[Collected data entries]
//! Behaviour-driven tests for mod release packaging.
//!
//! These scenarios drive `release::packaging::package` against real module
//! directories in a temp dir and inspect the produced ZIP archives. Tests
//! use the rstest-bdd mutable world pattern.

use camino::{Utf8Path, Utf8PathBuf};
use modpack::release::packaging::{PackageOutput, package};
use modpack::release::packaging_error::PackagingError;
use modpack::release::path_list::PathList;
use rstest::fixture;
use rstest_bdd_macros::{given, scenario, then, when};
use std::fs;
use std::io::Read;
use tempfile::TempDir;

// ---------------------------------------------------------------------------
// World types
// ---------------------------------------------------------------------------

#[derive(Default)]
struct PackagingWorld {
    temp_dir: Option<TempDir>,
    module_dir: Option<Utf8PathBuf>,
    declared: Vec<String>,
    outputs: Vec<PackageOutput>,
    snapshots: Vec<Vec<(String, Vec<u8>)>>,
    packaging_error: Option<PackagingError>,
}

#[fixture]
fn world() -> PackagingWorld {
    PackagingWorld {
        temp_dir: Some(TempDir::new().expect("temp dir")),
        ..PackagingWorld::default()
    }
}

/// Return the module directory set up by a `Given` step.
fn module_dir(world: &PackagingWorld) -> Utf8PathBuf {
    world.module_dir.clone().expect("module directory set")
}

/// Create the module directory with the given manifest text.
fn create_module(world: &mut PackagingWorld, name: &str, manifest: &str) {
    let temp = world.temp_dir.as_ref().expect("temp_dir set").path();
    let dir = Utf8PathBuf::from_path_buf(temp.join(name)).expect("utf8 temp dir");
    fs::create_dir_all(&dir).expect("mkdir module");
    fs::write(dir.join("info.json"), manifest).expect("write manifest");
    world.module_dir = Some(dir);
}

/// Run the packager once and store the result in the world.
fn run_packaging(world: &mut PackagingWorld) {
    let dir = module_dir(world);
    let paths = PathList::detect(&world.declared);
    let outcome = package(&dir.join("info.json"), &dir, &paths);
    match outcome {
        Ok(output) => {
            world.snapshots.push(read_members(&output.archive_path));
            world.outputs.push(output);
        }
        Err(e) => world.packaging_error = Some(e),
    }
}

/// Read every member of an archive as `(name, bytes)` in stored order.
fn read_members(archive: &Utf8Path) -> Vec<(String, Vec<u8>)> {
    let file = fs::File::open(archive).expect("open archive");
    let mut zip = zip::ZipArchive::new(file).expect("valid zip");
    (0..zip.len())
        .map(|i| {
            let mut member = zip.by_index(i).expect("member");
            let mut bytes = Vec::new();
            member.read_to_end(&mut bytes).expect("read member");
            (member.name().to_owned(), bytes)
        })
        .collect()
}

fn last_output(world: &PackagingWorld) -> &PackageOutput {
    world.outputs.last().expect("packaging output set")
}

// ---------------------------------------------------------------------------
// Step definitions
// ---------------------------------------------------------------------------

#[given("a module directory \"{name}\" with version \"{version}\"")]
fn given_module_with_version(world: &mut PackagingWorld, name: String, version: String) {
    let manifest = format!(r#"{{"name":"{name}","version":"{version}"}}"#);
    create_module(world, &name, &manifest);
}

#[given("a module directory \"{name}\" with manifest \"{manifest}\"")]
fn given_module_with_manifest(world: &mut PackagingWorld, name: String, manifest: String) {
    create_module(world, &name, &manifest);
}

#[given("a payload file \"{path}\"")]
fn given_payload_file(world: &mut PackagingWorld, path: String) {
    let target = module_dir(world).join(&path);
    if let Some(parent) = target.parent() {
        fs::create_dir_all(parent).expect("mkdir payload parent");
    }
    if !target.exists() {
        fs::write(&target, format!("-- contents of {path}\n")).expect("write payload");
    }
}

#[given("the declared paths \"{paths}\"")]
fn given_declared_paths(world: &mut PackagingWorld, paths: String) {
    world.declared = paths.split(',').map(str::to_owned).collect();
}

#[when("the module is packaged")]
fn when_packaged(world: &mut PackagingWorld) {
    run_packaging(world);
    assert!(
        world.packaging_error.is_none(),
        "packaging failed: {:?}",
        world.packaging_error
    );
}

#[when("the module is packaged twice")]
fn when_packaged_twice(world: &mut PackagingWorld) {
    when_packaged(world);
    when_packaged(world);
}

#[when("packaging is attempted")]
fn when_packaging_attempted(world: &mut PackagingWorld) {
    run_packaging(world);
}

#[then("the archive \"{filename}\" exists")]
fn then_archive_exists(world: &mut PackagingWorld, filename: String) {
    let output = last_output(world);
    assert_eq!(output.archive_path.file_name(), Some(filename.as_str()));
    assert!(output.archive_path.is_file(), "archive file must exist");
    let canonical = module_dir(world)
        .canonicalize_utf8()
        .expect("canonical module dir");
    assert_eq!(output.archive_path.parent(), Some(canonical.as_path()));
}

#[then("the archive contains \"{member}\"")]
fn then_archive_contains(world: &mut PackagingWorld, member: String) {
    let members = read_members(&last_output(world).archive_path);
    assert!(
        members.iter().any(|(name, _)| *name == member),
        "archive is missing {member}"
    );
}

#[then("the archive contains {count} members")]
fn then_archive_member_count(world: &mut PackagingWorld, count: usize) {
    let members = read_members(&last_output(world).archive_path);
    assert_eq!(members.len(), count, "unexpected member count");
}

#[then("every member matches its source file")]
fn then_members_match_sources(world: &mut PackagingWorld) {
    let output = last_output(world);
    let prefix = format!("{}/", output.release.folder_name());
    let members = read_members(&output.archive_path);
    assert_eq!(members.len(), output.entries.len());
    for (name, bytes) in members {
        let relative = name.strip_prefix(&prefix).expect("member under release folder");
        let source = fs::read(module_dir(world).join(relative)).expect("read source");
        assert_eq!(bytes, source, "content mismatch for {name}");
    }
}

#[then("both runs produced identical members")]
fn then_runs_identical(world: &mut PackagingWorld) {
    let [first, second] = world.outputs.as_slice() else {
        panic!("expected exactly two packaging runs");
    };
    assert_eq!(first.archive_path, second.archive_path);
    assert_eq!(first.entries, second.entries);
    let [first_members, second_members] = world.snapshots.as_slice() else {
        panic!("expected two archive snapshots");
    };
    assert!(!first_members.is_empty());
    assert_eq!(first_members, second_members);
}

#[then("a manifest error is returned")]
fn then_manifest_error(world: &mut PackagingWorld) {
    assert!(
        matches!(world.packaging_error, Some(PackagingError::Manifest(_))),
        "expected a manifest error, got {:?}",
        world.packaging_error
    );
}

#[then("a path-not-found error is returned")]
fn then_path_not_found(world: &mut PackagingWorld) {
    assert!(
        matches!(
            world.packaging_error,
            Some(PackagingError::PathNotFound { ref path }) if path == "does-not-exist.lua"
        ),
        "expected PathNotFound, got {:?}",
        world.packaging_error
    );
}

#[then("no archive is left in the module directory")]
fn then_no_archive(world: &mut PackagingWorld) {
    let leftovers: Vec<String> = fs::read_dir(module_dir(world))
        .expect("read module dir")
        .filter_map(Result::ok)
        .map(|entry| entry.file_name().to_string_lossy().into_owned())
        .filter(|name| name.contains(".zip"))
        .collect();
    assert!(leftovers.is_empty(), "unexpected archives: {leftovers:?}");
}

// ---------------------------------------------------------------------------
// Scenario bindings
// ---------------------------------------------------------------------------

#[scenario(
    path = "tests/features/packaging.feature",
    name = "Archive is named after the module directory and manifest version"
)]
fn scenario_archive_name(world: PackagingWorld) {
    let _ = world;
}

#[scenario(
    path = "tests/features/packaging.feature",
    name = "Declared directories are expanded recursively"
)]
fn scenario_directory_expansion(world: PackagingWorld) {
    let _ = world;
}

#[scenario(
    path = "tests/features/packaging.feature",
    name = "Extracted members match the source tree"
)]
fn scenario_round_trip(world: PackagingWorld) {
    let _ = world;
}

#[scenario(
    path = "tests/features/packaging.feature",
    name = "Packaging twice yields identical members"
)]
fn scenario_idempotence(world: PackagingWorld) {
    let _ = world;
}

#[scenario(
    path = "tests/features/packaging.feature",
    name = "A manifest without a version is rejected"
)]
fn scenario_missing_version(world: PackagingWorld) {
    let _ = world;
}

#[scenario(
    path = "tests/features/packaging.feature",
    name = "A missing declared path is rejected"
)]
fn scenario_missing_path(world: PackagingWorld) {
    let _ = world;
}

#[scenario(
    path = "tests/features/packaging.feature",
    name = "A broken manifest is reported before missing paths"
)]
fn scenario_manifest_checked_first(world: PackagingWorld) {
    let _ = world;
}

▶ [Work to be completed]: Nothing should be returned except the lines from the first line of the data above through the line with "use modpack::release::packaging_error::PackagingError;", each one exact.

▶ [Exercise solution]:
//! Behaviour-driven tests for mod release packaging.
//!
//! These scenarios drive `release::packaging::package` against real module
//! directories in a temp dir and inspect the produced ZIP archives. Tests
//! use the rstest-bdd mutable world pattern.

use camino::{Utf8Path, Utf8PathBuf};
use modpack::release::packaging::{PackageOutput, package};
use modpack::release::packaging_error::PackagingError;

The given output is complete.